I don’t have any authority over Linux other than this notion that I know what I’m doing.
I’m perfectly happy complaining, because it’s cathartic, and I’m perfectly happy arguing with people on the Internet because arguing is my favourite pastime – not programming.
I’ve actually found the image of Silicon Valley as a hotbed of money-grubbing tech people to be pretty false, but maybe that’s because the people I hang out with are all really engineers.
It’s a personality trait: from the very beginning, I knew what I was concentrating on. I’m only doing the kernel – I always found everything around it to be completely boring.
Software patents, in particular, are very ripe for abuse. The whole system encourages big corporations getting thousands and thousands of patents. Individuals almost never get them.
The thing I love about diving is the flowing feeling. I like a sport where the whole point is to move as little as humanly possible so your air supply will last longer. That’s my kind of sport. Where the amount of effort spent is absolutely minimal.
To be a nemesis, you have to actively try to destroy something, don’t you? Really, I’m not out to destroy Microsoft. That will just be a completely unintentional side effect.

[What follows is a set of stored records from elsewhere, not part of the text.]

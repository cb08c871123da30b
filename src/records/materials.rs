//! Course materials: upload, ingest, listing, attachments, search and range slices.

use crate::{
    keys::{Namespace, sequence_suffix, sorted_keys},
    records::{
        service::RecordService,
        types::{
            Attachment, FIELD_CONTENT, FIELD_NAME, FIELD_PDF, FIELD_TITLE, MaterialItem,
            RecordError, SearchResult, SliceEntry, UploadOutcome, require_text, text_field,
            timestamp_field,
        },
    },
    store::decode_lossy,
};

/// Placeholder returned by range listings for keys without content.
pub const MISSING_CONTENT: &str = "<content field missing or null>";
/// Search limit applied when the caller supplies none.
pub const DEFAULT_SEARCH_LIMIT: usize = 10;
/// Largest accepted search limit.
pub const MAX_SEARCH_LIMIT: usize = 100;

/// Parse a `start`/`stop` pair for a range listing.
///
/// Both bounds must be integers with `0 <= start <= stop`.
pub fn parse_range(start: &str, stop: &str) -> Result<(usize, usize), RecordError> {
    let parse = |name: &str, raw: &str| {
        raw.trim()
            .parse::<i64>()
            .map_err(|_| RecordError::Validation(format!("'{name}' must be an integer")))
    };
    let start = parse("start", start)?;
    let stop = parse("stop", stop)?;
    if start < 0 {
        return Err(RecordError::Validation("'start' must not be negative".into()));
    }
    if stop < start {
        return Err(RecordError::Validation("'stop' must not be less than 'start'".into()));
    }
    let to_index = |value: i64| {
        usize::try_from(value).map_err(|_| RecordError::Validation("range is out of bounds".into()))
    };
    Ok((to_index(start)?, to_index(stop)?))
}

impl RecordService {
    /// List every material, newest first.
    pub async fn list_materials(&self) -> Result<Vec<MaterialItem>, RecordError> {
        let mut items: Vec<MaterialItem> = self
            .load_namespace(Namespace::Materials)
            .await?
            .into_iter()
            .map(|(key, fields)| MaterialItem {
                content: text_field(&fields, FIELD_CONTENT).unwrap_or_default(),
                name: text_field(&fields, FIELD_NAME).unwrap_or_default(),
                has_pdf: fields.get(FIELD_PDF).is_some_and(|bytes| !bytes.is_empty()),
                timestamp: timestamp_field(&fields),
                id: key,
            })
            .collect();
        items.sort_by(|a, b| b.timestamp.cmp(&a.timestamp).then_with(|| a.id.cmp(&b.id)));
        Ok(items)
    }

    /// Store a new material, index it for search, then try to name it.
    ///
    /// Indexing and naming are best effort; the record exists once this returns `Ok`.
    pub async fn upload_material(
        &self,
        text: &str,
        pdf: Option<Vec<u8>>,
    ) -> Result<UploadOutcome, RecordError> {
        let text = require_text("text", text)?;
        let mut fields = vec![(FIELD_CONTENT, text.as_bytes().to_vec())];
        if let Some(bytes) = pdf.filter(|bytes| !bytes.is_empty()) {
            tracing::info!(size = bytes.len(), "Attaching PDF to material");
            fields.push((FIELD_PDF, bytes));
        }
        let created = self.create_record(Namespace::Materials, fields).await?;

        let indexed = self.vectors.store_text(text, Some(&created.key)).await.is_some();
        if !indexed {
            tracing::warn!(key = created.key, "Material stored but not indexed for search");
        }
        let name = self.name_best_effort(&created.key, text).await;

        Ok(UploadOutcome {
            key: created.key,
            index: created.index,
            name,
            indexed,
        })
    }

    /// Hand `text` to the vector service, which persists it, then find and name the record.
    pub async fn ingest_material(&self, text: &str) -> Result<UploadOutcome, RecordError> {
        let text = require_text("text", text)?;
        if self.vectors.store_text(text, None).await.is_none() {
            return Err(RecordError::Upstream(
                "Vector service did not accept the document".into(),
            ));
        }

        let key = self.locate_by_content(text).await?.ok_or_else(|| {
            RecordError::NotFound("Ingested document was not found in the record store".into())
        })?;
        let name = self.name_best_effort(&key, text).await;

        Ok(UploadOutcome {
            index: sequence_suffix(&key).unwrap_or_default(),
            key,
            name,
            indexed: true,
        })
    }

    /// Name a freshly stored material; a failed name write leaves the record unnamed.
    async fn name_best_effort(&self, key: &str, text: &str) -> Option<String> {
        match self.generate_and_store(key, text).await {
            Ok(name) => name,
            Err(error) => {
                tracing::warn!(key, %error, "Material stored but its name could not be saved");
                None
            }
        }
    }

    /// Scan the materials for a record whose content equals `text`.
    ///
    /// Retries according to the configured [`LocatePolicy`](super::LocatePolicy), since the
    /// vector service writes the record asynchronously.
    pub(crate) async fn locate_by_content(
        &self,
        text: &str,
    ) -> Result<Option<String>, RecordError> {
        let attempts = self.locate.attempts.max(1);
        for attempt in 1..=attempts {
            let keys = self.store.scan_keys(&Namespace::Materials.pattern()).await?;
            let contents = self.store.read_field_many(&keys, FIELD_CONTENT).await?;
            if let Some((key, _)) = keys
                .into_iter()
                .zip(contents)
                .find(|(_, content)| content.as_deref() == Some(text))
            {
                tracing::info!(key, attempt, "Located ingested material");
                return Ok(Some(key));
            }
            tracing::debug!(attempt, attempts, "Ingested material not visible yet");
            if attempt < attempts {
                tokio::time::sleep(self.locate.delay).await;
            }
        }
        tracing::warn!(attempts, "Gave up locating ingested material");
        Ok(None)
    }

    /// Load the PDF attached to the material at `key`.
    pub async fn fetch_attachment(&self, key: &str) -> Result<Attachment, RecordError> {
        let key = key.trim();
        if !self.store.exists(key).await? {
            return Err(RecordError::NotFound(format!("Record not found: {key}")));
        }
        let bytes = match self.store.read_field(key, FIELD_PDF).await? {
            Some(bytes) if !bytes.is_empty() => bytes,
            _ => {
                tracing::warn!(key, "Record has no PDF attachment");
                return Err(RecordError::NotFound(format!("No PDF stored for {key}")));
            }
        };

        let name = self
            .store
            .read_field(key, FIELD_NAME)
            .await?
            .map(|raw| decode_lossy(&raw).trim().to_string())
            .filter(|name| !name.is_empty());
        let stem = name.unwrap_or_else(|| key.rsplit(':').next().unwrap_or(key).to_string());

        Ok(Attachment {
            file_name: format!("{stem}.pdf"),
            bytes,
        })
    }

    /// Load a PDF by short id; the id is always resolved under `courses:`.
    pub async fn fetch_attachment_by_id(&self, id: &str) -> Result<Attachment, RecordError> {
        let id = require_text("id", id)?;
        let key = format!("{}:{}", Namespace::Materials.prefix(), id.trim());
        self.fetch_attachment(&key).await
    }

    /// Semantic search over materials.
    ///
    /// Matches without a key, or whose key no longer resolves, are skipped.
    pub async fn search_materials(
        &self,
        query: &str,
        limit: Option<usize>,
    ) -> Result<Vec<SearchResult>, RecordError> {
        let query = require_text("query", query)?;
        let limit = limit.unwrap_or(DEFAULT_SEARCH_LIMIT);
        if !(1..=MAX_SEARCH_LIMIT).contains(&limit) {
            return Err(RecordError::Validation(format!(
                "'limit' must be between 1 and {MAX_SEARCH_LIMIT}"
            )));
        }

        let matches = self
            .vectors
            .search(query, limit)
            .await
            .ok_or_else(|| RecordError::Upstream("Vector search failed".into()))?;

        let mut results = Vec::with_capacity(matches.len());
        for hit in matches {
            let Some(key) = hit.key else {
                tracing::warn!(score = hit.score, "Search match carries no record key");
                continue;
            };
            let fields = self.store.read_hash(&key).await?;
            if fields.is_empty() {
                tracing::warn!(key, "Search match points at a missing record");
                continue;
            }
            let name = text_field(&fields, FIELD_NAME).unwrap_or_default();
            results.push(SearchResult {
                text: text_field(&fields, FIELD_CONTENT).unwrap_or_default(),
                title: text_field(&fields, FIELD_TITLE)
                    .filter(|title| !title.is_empty())
                    .unwrap_or_else(|| name.clone()),
                timestamp: timestamp_field(&fields),
                has_pdf: fields.get(FIELD_PDF).is_some_and(|bytes| !bytes.is_empty()),
                name,
                key,
                score: hit.score,
            });
        }
        tracing::info!(query, results = results.len(), "Search completed");
        Ok(results)
    }

    /// Materials in `[start, stop)` of the ascending sequence order, content fetched in one
    /// pipelined round trip.
    pub async fn slice_materials(
        &self,
        start: usize,
        stop: usize,
    ) -> Result<Vec<SliceEntry>, RecordError> {
        let raw = self.store.scan_keys(&Namespace::Materials.pattern()).await?;
        let ordered: Vec<String> = sorted_keys(Namespace::Materials, raw.iter().map(String::as_str))
            .into_iter()
            .skip(start)
            .take(stop.saturating_sub(start))
            .map(|key| key.to_string())
            .collect();
        if ordered.is_empty() {
            return Ok(Vec::new());
        }

        let contents = self.store.read_field_many(&ordered, FIELD_CONTENT).await?;
        Ok(ordered
            .into_iter()
            .zip(contents)
            .map(|(key, content)| SliceEntry {
                content: content.unwrap_or_else(|| MISSING_CONTENT.to_string()),
                key,
            })
            .collect())
    }
}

I’m sitting in my home office wearing a bathrobe. The same way I’m not going to start wearing ties, I’m also not going to buy into the fake politeness, the lying, the office politics and backstabbing, the passive aggressiveness, and the buzzwords.
There were open source projects and free software before Linux was there. Linux in many ways is one of the more visible and one of the bigger technical projects in this area, and it changed how people looked at it because Linux took both the practical and ideological approach.
There’s innovation in Linux. There are some really good technical features that I’m proud of. There are capabilities in Linux that aren’t in other operating systems.
To be honest, the fact that people trust you gives you a lot of power over people. Having another person’s trust is more powerful than all other management techniques put together.
The bulk of all patents are crap. Spending time reading them is stupid. It’s up to the patent owner to do so, and to enforce them.
Turtles are very stable and have been around forever. But they have problems adapting. When humans came along, turtles came under serious threat. Biodiversity is good, and I think it is good in technology as well.
What commercialism has brought into Linux has been the incentive to make a good distribution that is easy to use and that has all the packaging issues worked out.
When it comes to software, I much prefer free software, because I have very seldom seen a program that has worked well enough for my needs, and having sources available can be a life-saver.
Given enough eyeballs, all bugs are shallow.
If you want an application to be portable, you don’t necessarily create an abstraction layer like a microkernel so much as you program intelligently.
No problem is so big that it can’t be run away from.
I’m interested in Linux because of the technology, and Linux wasn’t started as any kind of rebellion against the ‘evil Microsoft empire.’
Portability is for people who cannot write new programs.